*DIRECTIONS FOR THIS TASK*: Each line in the entries below that holds the word "UnknownController" belongs in the answer.

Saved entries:
use crate::error::AuthorizerError;
use crate::selector::{EndpointCandidate, EndpointSelector};
use crate::singleflight::SingleFlight;
use core_types::{Address, CycleStep, Signature};
use hmac::{Hmac, Mac};
use rust_decimal::Decimal;
use serde::{Deserialize, Serialize};
use sha2::Sha256;
use std::sync::Arc;

// Create a type alias for the HMAC-SHA256 implementation.
type HmacSha256 = Hmac<Sha256>;

/// The canonical byte encoding of a proposed batch.
///
/// Layout: 20 token bytes, the length-prefixed normalized decimal amount,
/// then each step in order as its raw 32-byte controller id followed by the
/// length-prefixed payload. Length prefixes keep the encoding unambiguous;
/// reordering or altering any field changes the bytes.
pub fn canonical_batch_bytes(token: &Address, amount: &Decimal, steps: &[CycleStep]) -> Vec<u8> {
    let mut out = Vec::with_capacity(64 + steps.len() * 64);
    out.extend_from_slice(token.as_bytes());

    let amount = amount.normalize().to_string();
    out.extend_from_slice(&(amount.len() as u32).to_be_bytes());
    out.extend_from_slice(amount.as_bytes());

    for step in steps {
        out.extend_from_slice(step.controller_id.as_bytes());
        out.extend_from_slice(&(step.payload.len() as u32).to_be_bytes());
        out.extend_from_slice(&step.payload);
    }
    out
}

/// Signs the canonical encoding of a batch with the configured credential.
pub fn sign_batch(
    secret: &str,
    token: &Address,
    amount: &Decimal,
    steps: &[CycleStep],
) -> Signature {
    let mut mac = HmacSha256::new_from_slice(secret.as_bytes())
        .expect("HMAC can take key of any size");
    mac.update(&canonical_batch_bytes(token, amount, steps));
    let bytes: [u8; 32] = mac.finalize().into_bytes().into();
    Signature::new(bytes)
}

/// Validates a batch signature against the configured credential.
/// The comparison is constant-time.
pub fn verify_batch(
    secret: &str,
    token: &Address,
    amount: &Decimal,
    steps: &[CycleStep],
    signature: &Signature,
) -> bool {
    let mut mac = HmacSha256::new_from_slice(secret.as_bytes())
        .expect("HMAC can take key of any size");
    mac.update(&canonical_batch_bytes(token, amount, steps));
    mac.verify_slice(signature.as_bytes()).is_ok()
}

/// A granted authorization: the signature to attach to the batch and the
/// endpoint the caller should submit it through.
#[derive(Debug, Clone, Serialize, Deserialize)]
pub struct Authorization {
    pub endpoint: String,
    pub signature: Signature,
}

/// Produces signed authorizations for proposed batches.
///
/// A healthy endpoint is a precondition: no authorization is issued for a
/// network with no live endpoint. Concurrent requests for the same network
/// share one probe round through the coalescer; signatures themselves are
/// derived fresh per call and never cached.
pub struct AuthorizationSigner {
    secret: String,
    selector: Arc<EndpointSelector>,
    selections: SingleFlight<EndpointCandidate, AuthorizerError>,
}

impl AuthorizationSigner {
    pub fn new(secret: String, selector: Arc<EndpointSelector>) -> Self {
        Self {
            secret,
            selector,
            selections: SingleFlight::new(),
        }
    }

    /// Authorizes `(token, amount, steps)` for execution on `network`.
    pub async fn authorize(
        &self,
        network: &str,
        token: &Address,
        amount: &Decimal,
        steps: &[CycleStep],
    ) -> Result<Authorization, AuthorizerError> {
        let endpoint = self
            .selections
            .run(network, || self.selector.select(network))
            .await
            .map_err(AuthorizerError::Coalesced)?;

        tracing::info!(%network, endpoint = %endpoint.url, "authorization granted");

        Ok(Authorization {
            endpoint: endpoint.url,
            signature: sign_batch(&self.secret, token, amount, steps),
        })
    }
}

#[cfg(test)]
mod tests {
    use super::*;
    use core_types::ControllerId;
    use rust_decimal_macros::dec;

    fn token() -> Address {
        let mut bytes = [0u8; 20];
        bytes[19] = 1;
        Address::new(bytes)
    }

    fn steps() -> Vec<CycleStep> {
        vec![
            CycleStep::new(
                ControllerId::from_label("router-masterchef-USDT-BUSD").unwrap(),
                vec![0xde, 0xad],
            ),
            CycleStep::new(
                ControllerId::from_label("pancake-swap").unwrap(),
                vec![0xbe, 0xef],
            ),
        ]
    }

    #[test]
    fn signature_round_trips() {
        let steps = steps();
        let sig = sign_batch("secret", &token(), &dec!(20000), &steps);
        assert!(verify_batch("secret", &token(), &dec!(20000), &steps, &sig));
    }

    #[test]
    fn wrong_secret_fails_verification() {
        let steps = steps();
        let sig = sign_batch("secret", &token(), &dec!(20000), &steps);
        assert!(!verify_batch("other", &token(), &dec!(20000), &steps, &sig));
    }

    #[test]
    fn reordered_steps_invalidate_the_signature() {
        let steps = steps();
        let sig = sign_batch("secret", &token(), &dec!(20000), &steps);

        let mut reordered = steps.clone();
        reordered.swap(0, 1);
        assert!(!verify_batch("secret", &token(), &dec!(20000), &reordered, &sig));
    }

    #[test]
    fn amount_and_token_are_covered_by_the_signature() {
        let steps = steps();
        let sig = sign_batch("secret", &token(), &dec!(20000), &steps);

        assert!(!verify_batch("secret", &token(), &dec!(20001), &steps, &sig));
        let other_token = Address::new([7u8; 20]);
        assert!(!verify_batch("secret", &other_token, &dec!(20000), &steps, &sig));
    }

    #[test]
    fn amount_encoding_is_scale_insensitive() {
        // 25000 and 25000.00 are the same quantity and must sign identically.
        let steps = steps();
        let a = canonical_batch_bytes(&token(), &dec!(25000), &steps);
        let b = canonical_batch_bytes(&token(), &dec!(25000.00), &steps);
        assert_eq!(a, b);
    }

    #[test]
    fn payload_bytes_cannot_migrate_between_steps() {
        // Same concatenated payload bytes, split differently across steps.
        let id = ControllerId::from_label("pancake-swap").unwrap();
        let split_a = vec![
            CycleStep::new(id, vec![0x01, 0x02]),
            CycleStep::new(id, vec![0x03]),
        ];
        let split_b = vec![
            CycleStep::new(id, vec![0x01]),
            CycleStep::new(id, vec![0x02, 0x03]),
        ];
        assert_ne!(
            canonical_batch_bytes(&token(), &dec!(1), &split_a),
            canonical_batch_bytes(&token(), &dec!(1), &split_b)
        );
    }
}
use crate::receipt::BatchState;
use controllers::ControllerError;
use core_types::{ControllerId, FailureKind};
use thiserror::Error;

#[derive(Error, Debug)]
pub enum EngineError {
    #[error("Batch signature does not match the proposed steps")]
    InvalidSignature,

    #[error("Step {position} names unknown controller {controller_id:?}")]
    UnknownController {
        position: usize,
        controller_id: ControllerId,
    },

    #[error("Step {position} targets {controller_id:?} while the strategy is mid-rollover")]
    StrategyPaused {
        position: usize,
        controller_id: ControllerId,
    },

    #[error("Step {position} ({controller_id:?}) failed: {source}")]
    StepFailed {
        position: usize,
        controller_id: ControllerId,
        #[source]
        source: ControllerError,
    },

    #[error("Ledger settlement error: {0}")]
    Ledger(#[from] ledger::LedgerError),

    #[error("Operation requires the {required} capability")]
    Unauthorized { required: &'static str },
}

impl EngineError {
    /// The terminal batch state this failure corresponds to: a signature
    /// failure rejects the batch outright, everything later aborts it.
    pub fn terminal_state(&self) -> BatchState {
        match self {
            EngineError::InvalidSignature => BatchState::Rejected,
            _ => BatchState::Aborted,
        }
    }

    /// Maps this error into the workspace-wide failure taxonomy.
    pub fn kind(&self) -> FailureKind {
        match self {
            EngineError::InvalidSignature
            | EngineError::UnknownController { .. }
            | EngineError::Unauthorized { .. } => FailureKind::Authorization,
            EngineError::StrategyPaused { .. } => FailureKind::StateGate,
            EngineError::StepFailed { source, .. } => match source {
                ControllerError::VenueUnreachable(_) => FailureKind::Availability,
                _ => FailureKind::StateGate,
            },
            EngineError::Ledger(e) => e.kind(),
        }
    }
}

*YOUR RESPONSE*:
    UnknownController {
            | EngineError::UnknownController { .. }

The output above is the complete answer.